Six more Russians from Rockhampton

August 16, 2015
  • Four months after the first group of Russians enlisted in the AIF in Rockhampton, another six followed them. George Malisheff, who later stated that his true name was Petr Checkman, was from Yampolsk in Podolia in Ukraine; he, most likely, was a Ukrainian. All the rest were Russian: Akim Petroff was from Novozybkov in Chernigov Province, Alexander Tarasenkoff and John Tuagarin came from Orel Province, Nicholas Sholmatoff was from Moscow, while Tehon Yannin came from Samara on the Volga River. They were all aged between 26 and 31 years. Four of them had Russian Army experience: Malisheff, the eldest, served in the army for five years, Yannin served for three years, as did Tarasenkoff, who deserted the army at the end of his service. Sholmatoff probably deserted from the army after eighteenth months of service. Sholmatoff and Tarasenkoff came to Brisbane together from the Russian Far East in June 1912; Petroff followed them a month later. There is no data about the arrival of the other three, but it is likely that they came via the Russian Far East as well.

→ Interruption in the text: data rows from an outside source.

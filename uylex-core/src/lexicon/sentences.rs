//! Fine target splitting
//!
//! After coarse splitting on separators, a target can still hold several
//! glosses written as sentences (`A small house. A hut`). These are broken
//! apart with a [`SentenceSplitter`].
//!
//! Sentence splitters are not idempotent in general: splitting a sentence
//! that came out of a split may split it again, and a trailing period can
//! change the outcome. [`split_fine`] therefore splits recursively and
//! tries the input with an extra period and without its final mark,
//! keeping whichever variant yields more sentences.

use once_cell::sync::Lazy;
use regex::Regex;
use unicode_segmentation::UnicodeSegmentation;

static TRAILING_PERIOD: Lazy<Regex> = Lazy::new(|| Regex::new(r"([^\.A-Z])\.$").unwrap());
static ELLIPSIS: Lazy<Regex> = Lazy::new(|| Regex::new(r"\.\.+").unwrap());

/// Something that breaks text into sentences
pub trait SentenceSplitter {
    /// Split `text` into trimmed, non-empty sentences
    fn sentences(&self, text: &str) -> Vec<String>;
}

impl<F> SentenceSplitter for F
where
    F: Fn(&str) -> Vec<String>,
{
    fn sentences(&self, text: &str) -> Vec<String> {
        self(text)
    }
}

/// Words that end in a period without ending a sentence
const ABBREVIATIONS: &[&str] = &[
    "approx", "cf", "dr", "e.g", "esp", "etc", "fig", "i.e", "jr", "lit", "mr", "mrs", "ms",
    "no", "prof", "sb", "smb", "smth", "sr", "st", "sth", "vs",
];

const TERMINATORS: &[char] = &['.', '!', '?'];
const CLOSERS: &[char] = &['"', '\'', ')', ']', '”', '’', '»'];
const OPENERS: &[char] = &['"', '\'', '(', '[', '“', '‘', '«'];

/// Punctuation-driven English sentence splitter
///
/// Candidate boundaries come from Unicode sentence segmentation (UAX #29).
/// A candidate is kept when the text before it ends in a run of `.`, `!`
/// or `?` (optionally followed by closing quotes or brackets) and
/// whitespace, and the text after it starts with something that can start
/// a sentence: an uppercase letter, a digit or an opening quote/bracket.
/// A lone period after a known abbreviation or a single-letter initial is
/// not a boundary.
#[derive(Debug, Clone, Copy, Default)]
pub struct RuleSplitter;

impl RuleSplitter {
    pub fn new() -> Self {
        RuleSplitter
    }

    fn can_start_sentence(c: char) -> bool {
        c.is_uppercase() || c.is_ascii_digit() || OPENERS.contains(&c)
    }

    /// True if `before`, the text preceding a period, ends in an
    /// abbreviation or an initial
    fn is_abbreviation(before: &str) -> bool {
        let word = before
            .rsplit(char::is_whitespace)
            .next()
            .unwrap_or("")
            .trim_start_matches(OPENERS);
        let lower = word.to_lowercase();
        ABBREVIATIONS.contains(&lower.as_str())
            || (word.chars().count() == 1 && word.chars().all(char::is_alphabetic))
    }

    /// True if `candidate` (trailing whitespace removed) ends a sentence
    fn ends_sentence(candidate: &str) -> bool {
        let body = candidate.trim_end_matches(CLOSERS);
        if !body.ends_with(TERMINATORS) {
            return false;
        }
        let stem = body.trim_end_matches(TERMINATORS);
        let lone_period = body.ends_with('.') && body.len() - stem.len() == 1;
        !(lone_period && Self::is_abbreviation(stem))
    }
}

impl SentenceSplitter for RuleSplitter {
    fn sentences(&self, text: &str) -> Vec<String> {
        let mut sentences = Vec::new();
        let mut start = 0;

        for (offset, segment) in text.split_sentence_bound_indices() {
            let end = offset + segment.len();
            let Some(next) = text[end..].chars().next() else {
                break;
            };
            let chunk = &text[start..end];
            let candidate = chunk.trim_end();
            if candidate.len() < chunk.len()
                && Self::can_start_sentence(next)
                && Self::ends_sentence(candidate)
            {
                let sentence = candidate.trim();
                if !sentence.is_empty() {
                    sentences.push(sentence.to_string());
                }
                start = end;
            }
        }

        let rest = text[start..].trim();
        if !rest.is_empty() {
            sentences.push(rest.to_string());
        }
        sentences
    }
}

/// Break a coarse target into its glosses
///
/// Cross-references (`see …`) that contain non-ASCII text are left whole,
/// since the referenced word must survive intact for sense resolution.
/// Every resulting sentence is clipped (see [`clip_sentence`]); sentences
/// that clip down to nothing are dropped.
pub fn split_fine<S: SentenceSplitter + ?Sized>(splitter: &S, target: &str) -> Vec<String> {
    let target = target.trim();
    if target.is_empty() {
        return Vec::new();
    }

    let sentences = if target.starts_with("see ") && !target.is_ascii() {
        vec![target.to_string()]
    } else {
        rejoin_dangling(split_recursively(splitter, target))
    };

    sentences.iter().filter_map(|s| clip_sentence(s)).collect()
}

fn split_recursively<S: SentenceSplitter + ?Sized>(splitter: &S, text: &str) -> Vec<String> {
    let text = text.trim();
    let mut sentences = splitter.sentences(text);

    let with_period = splitter.sentences(&format!("{text}."));
    if with_period.len() > sentences.len() {
        sentences = with_period;
        if let Some(last) = sentences.last_mut() {
            last.pop();
        }
        if sentences.last().is_some_and(|last| last.is_empty()) {
            sentences.pop();
        }
    }

    if text.chars().count() > 1 {
        if let Some(mark) = text.chars().last().filter(|c| TERMINATORS.contains(c)) {
            let without_mark = &text[..text.len() - mark.len_utf8()];
            let mut alternative = splitter.sentences(without_mark);
            if alternative.len() > sentences.len() {
                if let Some(last) = alternative.last_mut() {
                    last.push(mark);
                }
                sentences = alternative;
            }
        }
    }

    if sentences.len() == 1 {
        return vec![text.to_string()];
    }
    sentences
        .iter()
        .flat_map(|sentence| split_recursively(splitter, sentence))
        .collect()
}

/// Glue a sentence back onto its predecessor when the split happened right
/// after a dash or an apostrophe
fn rejoin_dangling(sentences: Vec<String>) -> Vec<String> {
    let mut joined: Vec<String> = Vec::with_capacity(sentences.len());
    for sentence in sentences {
        match joined.last_mut() {
            Some(previous) if previous.ends_with(['–', '\'']) => {
                previous.push(' ');
                previous.push_str(&sentence);
            }
            _ => joined.push(sentence),
        }
    }
    joined
}

/// Drop a sentence-final period (but not the one closing an acronym like
/// `U.S.`), delete ellipses and trim. Returns `None` if nothing but periods
/// would remain.
pub fn clip_sentence(sentence: &str) -> Option<String> {
    let clipped = TRAILING_PERIOD.replace(sentence, "${1}");
    let clipped = ELLIPSIS.replace_all(&clipped, "");
    let clipped = clipped.trim();
    if clipped.replace('.', "").is_empty() {
        None
    } else {
        Some(clipped.to_string())
    }
}

#[cfg(test)]
mod tests {
    use super::*;
    use rstest::rstest;

    #[rstest]
    #[case("He left. She stayed.", vec!["He left.", "She stayed."])]
    #[case("Stop! Who goes there?", vec!["Stop!", "Who goes there?"])]
    #[case("Mr. Smith arrived.", vec!["Mr. Smith arrived."])]
    #[case("J. R. R. Tolkien", vec!["J. R. R. Tolkien"])]
    #[case("a house. a hut", vec!["a house. a hut"])]
    #[case("He said \"Go.\" Then he left", vec!["He said \"Go.\"", "Then he left"])]
    #[case("It costs 1.5 dollars. Cheap", vec!["It costs 1.5 dollars.", "Cheap"])]
    #[case("Done!Next", vec!["Done!Next"])]
    #[case("Cafe\u{301}. Noir", vec!["Cafe\u{301}.", "Noir"])]
    #[case("   ", vec![])]
    fn test_rule_splitter(#[case] text: &str, #[case] expected: Vec<&str>) {
        assert_eq!(RuleSplitter::new().sentences(text), expected);
    }

    #[test]
    fn test_split_fine_separates_and_clips() {
        let splitter = RuleSplitter::new();
        assert_eq!(
            split_fine(&splitter, "A small house. The hut"),
            vec!["A small house", "The hut"]
        );
    }

    #[test]
    fn test_split_fine_leaves_foreign_references_alone() {
        let splitter = RuleSplitter::new();
        assert_eq!(
            split_fine(&splitter, "see ئالما. Also"),
            vec!["see ئالما. Also"]
        );
    }

    #[test]
    fn test_split_fine_empty() {
        assert!(split_fine(&RuleSplitter::new(), "  ").is_empty());
    }

    #[test]
    fn test_split_fine_tries_an_extra_period() {
        // Only splits text that ends in a period
        let splitter = |text: &str| -> Vec<String> {
            if text.ends_with('.') {
                text.split(". ").map(String::from).collect()
            } else {
                vec![text.to_string()]
            }
        };
        assert_eq!(split_fine(&splitter, "one. two"), vec!["one", "two"]);
    }

    #[test]
    fn test_split_fine_tries_without_final_mark() {
        // Only splits text that does not end in a question mark or period
        let splitter = |text: &str| -> Vec<String> {
            if text.ends_with(['?', '.']) {
                vec![text.to_string()]
            } else {
                text.split("; ").map(String::from).collect()
            }
        };
        assert_eq!(split_fine(&splitter, "who; what?"), vec!["who", "what?"]);
    }

    #[test]
    fn test_split_fine_rejoins_after_dash() {
        let splitter = |text: &str| -> Vec<String> {
            text.split(" | ").map(String::from).collect()
        };
        assert_eq!(split_fine(&splitter, "well – | fine"), vec!["well – fine"]);
    }

    #[rstest]
    #[case("word.", Some("word"))]
    #[case("U.S.", Some("U.S."))]
    #[case("and so on...", Some("and so on"))]
    #[case("...", None)]
    #[case(".", None)]
    #[case("  spaced  ", Some("spaced"))]
    fn test_clip_sentence(#[case] input: &str, #[case] expected: Option<&str>) {
        assert_eq!(clip_sentence(input).as_deref(), expected);
    }
}
//! Shared configuration loader for the uylex toolchain.
//!
//! `defaults/uylex.default.toml` is embedded into the binary so that the
//! documented defaults and runtime behavior stay in sync. Applications layer
//! a user file and command-line overrides on top of those defaults via
//! [`Loader`] before deserializing into [`UylexConfig`].

use config::builder::DefaultState;
use config::{Config, ConfigBuilder, ConfigError, File, FileFormat, ValueKind};
use serde::Deserialize;
use std::path::Path;
use uylex_core::lexicon::normalizer::NormalizeOptions;

const DEFAULT_TOML: &str = include_str!("../defaults/uylex.default.toml");

/// Top-level configuration consumed by the uylex binary.
#[derive(Debug, Clone, Deserialize)]
pub struct UylexConfig {
    pub normalize: NormalizeConfig,
    pub stem: StemConfig,
    pub expand: ExpandConfig,
    pub log: LogConfig,
}

/// Mirrors the knobs exposed by the normalizer.
#[derive(Debug, Clone, Deserialize)]
pub struct NormalizeConfig {
    pub split: bool,
    pub target_limit: usize,
    pub early_target_limit: usize,
    pub singletons: bool,
    pub remove_lowercased: bool,
    pub sentence_split: bool,
}

impl NormalizeConfig {
    pub fn options(&self) -> NormalizeOptions {
        NormalizeOptions {
            split: self.split,
            target_limit: self.target_limit,
            early_target_limit: self.early_target_limit,
            singletons: self.singletons,
            remove_lowercased: self.remove_lowercased,
            sentence_split: self.sentence_split,
        }
    }
}

/// File naming of the stemmer's inputs and outputs.
#[derive(Debug, Clone, Deserialize)]
pub struct StemConfig {
    pub output_extension: String,
    pub tags_extension: String,
}

#[derive(Debug, Clone, Deserialize)]
pub struct ExpandConfig {
    pub skip_categories: Vec<String>,
}

#[derive(Debug, Clone, Deserialize)]
pub struct LogConfig {
    pub level: String,
}

/// Helper for layering user overrides over the built-in defaults.
#[derive(Debug, Clone)]
pub struct Loader {
    builder: ConfigBuilder<DefaultState>,
}

impl Loader {
    /// Start a loader seeded with the embedded defaults.
    pub fn new() -> Self {
        let builder = Config::builder().add_source(File::from_str(DEFAULT_TOML, FileFormat::Toml));
        Self { builder }
    }

    /// Layer a configuration file. Missing files trigger an error.
    pub fn with_file(mut self, path: impl AsRef<Path>) -> Self {
        let source = File::from(path.as_ref())
            .format(FileFormat::Toml)
            .required(true);
        self.builder = self.builder.add_source(source);
        self
    }

    /// Apply a single key/value override (useful for CLI flags).
    pub fn set_override<I>(mut self, key: &str, value: I) -> Result<Self, ConfigError>
    where
        I: Into<ValueKind>,
    {
        self.builder = self.builder.set_override(key, value)?;
        Ok(self)
    }

    /// Finalize the builder and deserialize the resulting configuration.
    pub fn build(self) -> Result<UylexConfig, ConfigError> {
        self.builder.build()?.try_deserialize()
    }
}

impl Default for Loader {
    fn default() -> Self {
        Self::new()
    }
}

#[cfg(test)]
mod tests {
    use super::*;
    use std::io::Write;

    #[test]
    fn loads_default_config() {
        let config = Loader::default().build().expect("defaults to deserialize");
        assert_eq!(config.normalize.options(), NormalizeOptions::default());
        assert_eq!(config.stem.output_extension, "stemmed");
        assert_eq!(config.stem.tags_extension, "postags");
        assert_eq!(config.expand.skip_categories, vec!["PER"]);
        assert_eq!(config.log.level, "warn");
    }

    #[test]
    fn supports_overrides() {
        let config = Loader::new()
            .set_override("normalize.target_limit", 6_i64)
            .expect("override to apply")
            .set_override("normalize.singletons", true)
            .expect("override to apply")
            .build()
            .expect("config to build");
        assert_eq!(config.normalize.target_limit, 6);
        assert!(config.normalize.singletons);
        assert!(config.normalize.split);
    }

    #[test]
    fn layers_user_file() {
        let mut file = tempfile::NamedTempFile::new().expect("temp file");
        writeln!(file, "[expand]\nskip_categories = [\"PER\", \"LOC\"]").expect("write config");

        let config = Loader::new()
            .with_file(file.path())
            .build()
            .expect("config to build");
        assert_eq!(config.expand.skip_categories, vec!["PER", "LOC"]);
        assert_eq!(config.normalize.target_limit, 4);
    }

    #[test]
    fn missing_required_file_fails() {
        let result = Loader::new().with_file("/nonexistent/uylex.toml").build();
        assert!(result.is_err());
    }
}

  • In Australia they followed the routes usual for Russian immigrants of the time. Tarasenkoff, for instance, worked for 2 months in Gympie in Queensland, then moved to the mines in Broken Hill; 7 months later he migrated to the cane-cutting area of Queensland, working in Bundaberg, Mount Chalmers, Emerald and Ruby Valley. By the time of enlistment he worked in mines in Mount Morgan. Petroff worked in Port Pirie smelters for 6 months, then moved to North Queensland and was mining in Mount Morgan.
  • When enlisting in Rockhampton they were all recorded as miners from Mount Morgan. They all were allocated to the 6th reinforcements of the 25th Battalion and in October 1915 sailed to the front on Seang Bee. This troopship carried eight more natives of Russia from the 25th and 9th Battalions. During training in Egypt they were all transferred to the 9th Battalion. All of the Rockhampton Russians, except for Tuagarin who got sick, reached the Western Front in April 1916. Petroff and Sholmatoff were severely wounded at Armentières just a few days after their arrival at the front: Petroff was wounded in the knee and hands, was evacuated to England and had his right leg amputated, while Sholmatoff was wounded in the neck, shoulder and elbow. They were both invalided to Australia. Malisheff suffered shell-shock at Pozières in July 1916; he recovered but was killed in April 1918, at Hazebrouck. In August 1916 Yannin was killed at the battle for Mouquet Farm; a few days earlier Tarasenkoff was severely wounded in the left leg and left arm. Tarasenkoff recovered eventually, rejoining his unit a year later and was gassed at Hill 60 Hollebeke in March 1918; he survived this ordeal too and stayed at the front until the end of the war, the only one of the six. Finally, Tuagarin, who joined his unit in July 1916, had to defend his Russian honour when he was court-martialled in October 1916; he was killed in action in December 1916 on the Somme.
  • The three of the six who survived the war – Petroff, Sholmatoff, and Tarasenkoff – returned to Australia. Sholmatoff changed his name to Nicholas Nicholls, married an Australian girl, Ethel French, in 1918, and raised a large family, working in Brisbane as a ‘smallgoodsman’. Petroff, who had left behind in Novozybkov his wife Tatiana and son Gavrila, unable to return back, also married an Australian, Gertrude Anna Levien. They married in 1919 in Mount Morgan, where Petroff worked after the war, but the marriage did not last and in 1920 Petroff moved to Brisbane, working as a bootmaker. His star hour came in 1923 when he won a prize of 875 pounds. Tarasenkoff settled in Brisbane working as a grocer. He never married.